The Mediterranean Diet and Other Fad Diets

Going through diet after diet, sooner or later everybody ends up thinking that there’s nothing more to learn. Frankly, it doesn’t take long to get exhaustive hands on experience with just about all the major dieting concepts and to learn which way each of them is supposed to influence the body. And once you’re familiar with all the pros and cons of dieting, it’s only fair to think that nothing could surprise you anymore. Well, this is where the Mediterranean Diet comes in, ready to put an old idea to new use and help people all over the world shed pounds. 

The father of the Mediterranean Diet was Ancel Keys, a scientist who spent much of his life studying the impact of diet on human health. During World War II, Keys conducted an extensive study of starvation and subsistence diets known as the Minnesota Starvation Experiment. The results were published after the war as a two-volume book called Biology of Human Starvation. It was at this time that Keys had a chance to observe the diet of people living around the Mediterranean, while being stationed in Salerno, Italy. He publicized the Mediterranean Diet in 1945, but the concept needed another 50 years to become popular.

What Keys noticed pretty fast was the people living in Italy drink a lot of wine and eat pasta and high-fat foods on a daily basis. In theory, cases of heart disease and high blood pressure should be common among such people. In practice, they aren’t. This made Keys take a closer look at their food and found that the biggest difference between the Mediterranean diet and the common American diet was the fact that Italians used olive oil for both cooking food and fixing salads instead of butter margarine, lard or sunflower oil. The same applies to Greece and Southern France.

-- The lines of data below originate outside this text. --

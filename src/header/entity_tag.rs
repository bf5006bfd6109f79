//! Entity tags (`ETag`, `If-Match`, `If-None-Match`).
use std::collections::HashSet;
use std::fmt;
use std::str::FromStr;

use crate::header::reader::{self, Event, HeaderTokens, ParseError};
use crate::header::{parse_with, write_quoted, HeaderParseError};

/// An opaque entity tag, `"value"` or weak `W/"value"`.
#[derive(Debug, Clone, PartialEq, Eq, Hash)]
pub struct EntityTag {
    value: String,
    weak: bool,
}

impl EntityTag {
    pub fn new(value: &str) -> Self {
        Self {
            value: value.to_string(),
            weak: false,
        }
    }
    pub fn weak(value: &str) -> Self {
        Self {
            value: value.to_string(),
            weak: true,
        }
    }
    pub fn value(&self) -> &str {
        &self.value
    }
    pub fn is_weak(&self) -> bool {
        self.weak
    }
    /// Strong comparison: both tags strong and the values equal.
    pub fn strong_eq(&self, other: &EntityTag) -> bool {
        !self.weak && !other.weak && self.value == other.value
    }
    /// Weak comparison: values equal regardless of weakness.
    pub fn weak_eq(&self, other: &EntityTag) -> bool {
        self.value == other.value
    }

    pub(crate) fn read_from(reader: &mut dyn HeaderTokens) -> reader::Result<Self> {
        match reader.next_event(false, false)? {
            Event::QuotedString => return Ok(Self::new(reader.event_value())),
            Event::Token if reader.event_value().starts_with('W') => {
                reader.next_separator('/')?;
                return Ok(Self::weak(&reader.next_quoted_string()?));
            }
            _ => (),
        }
        Err(ParseError::new(reader.index(), "error parsing entity tag"))
    }
}

impl fmt::Display for EntityTag {
    fn fmt(&self, f: &mut fmt::Formatter<'_>) -> fmt::Result {
        if self.weak {
            f.write_str("W/")?;
        }
        write_quoted(f, &self.value)
    }
}

impl FromStr for EntityTag {
    type Err = HeaderParseError;
    fn from_str(s: &str) -> Result<Self, HeaderParseError> {
        parse_with(crate::header::ETAG, s, |r| Self::read_from(r))
    }
}

/// Value of `If-Match` / `If-None-Match`: `*` or a set of tags.
#[derive(Debug, Clone, PartialEq, Eq)]
pub enum EntityTagMatch {
    Any,
    Tags(HashSet<EntityTag>),
}

impl EntityTagMatch {
    pub fn is_any(&self) -> bool {
        matches!(self, EntityTagMatch::Any)
    }
    /// True if `tag` is matched, using weak comparison when `weak` is set.
    pub fn matches(&self, tag: &EntityTag, weak: bool) -> bool {
        match self {
            EntityTagMatch::Any => true,
            EntityTagMatch::Tags(tags) => tags.iter().any(|t| {
                if weak {
                    t.weak_eq(tag)
                } else {
                    t.strong_eq(tag)
                }
            }),
        }
    }
}

impl FromStr for EntityTagMatch {
    type Err = HeaderParseError;
    fn from_str(s: &str) -> Result<Self, HeaderParseError> {
        crate::header::list::read_matching_entity_tags(s)
            .map_err(|e| HeaderParseError::from_parse(crate::header::IF_MATCH, s, &e))
    }
}

#[cfg(test)]
mod test {
    use super::*;

    #[test]
    fn test_parse_entity_tags() {
        let strong: EntityTag = "\"xyzzy\"".parse().unwrap();
        assert_eq!(strong, EntityTag::new("xyzzy"));
        let weak: EntityTag = "W/\"xyzzy\"".parse().unwrap();
        assert!(weak.is_weak());
        assert_eq!(weak.to_string(), "W/\"xyzzy\"");
        assert!(weak.weak_eq(&strong));
        assert!(!weak.strong_eq(&strong));
    }

    #[test]
    fn test_invalid_entity_tags() {
        assert!("xyzzy".parse::<EntityTag>().is_err());
        assert!("W\"xyzzy\"".parse::<EntityTag>().is_err());
        assert!("W/xyzzy".parse::<EntityTag>().is_err());
    }

    #[test]
    fn test_escaped_value_round_trip() {
        let tag = EntityTag::new("a\"b");
        assert_eq!(tag.to_string(), "\"a\\\"b\"");
        assert_eq!(tag.to_string().parse::<EntityTag>().unwrap(), tag);
    }

    #[test]
    fn test_entity_tag_match() {
        assert!("*".parse::<EntityTagMatch>().unwrap().is_any());
        let m: EntityTagMatch = "\"a\", W/\"b\"".parse().unwrap();
        assert!(m.matches(&EntityTag::new("a"), false));
        assert!(!m.matches(&EntityTag::new("b"), false));
        assert!(m.matches(&EntityTag::new("b"), true));
        assert!(!m.matches(&EntityTag::new("c"), true));
    }
}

Olive oil is a rich source of monounsaturated fat, which is protective against heart disease, and also contains olecanthal, an anti-inflammatory and anti-oxidant. A secondary effect of the widespread use of olive oil is the displacement of saturated fat from the diet. The habit of eating fish, in particular oily fish such as sardines, has important health benefits. Oily fish are probably the best available source of omega-3 polyunsaturated fats and the complex long chain derivatives of these fats appear to be particularly beneficial to heart health because of their anti-inflammatory and vasodilatory properties, which keeps blood flowing smoothly. Wine, especially red wine, contains a vast array of plant compounds with health-promoting qualities called phytonutrients.

Nevertheless, it is also pretty sensible to suspect that plenty of outdoors activity, coupled with life close to the sea has a big impact on the health of the people living around the Mediterranean. This means that simply replicating the traditional Mediterranean cuisine at home is not going to do the trick for you. Besides, not many people have the time and the inclination to cook their own food, using olive oil and other Italian ingredients. It doesn’t really matter how healthy these ingredients are. If you can’t see yourself spending a couple of hours in the kitchen making your own tomato sauce, then the Mediterranean Diet is not for you.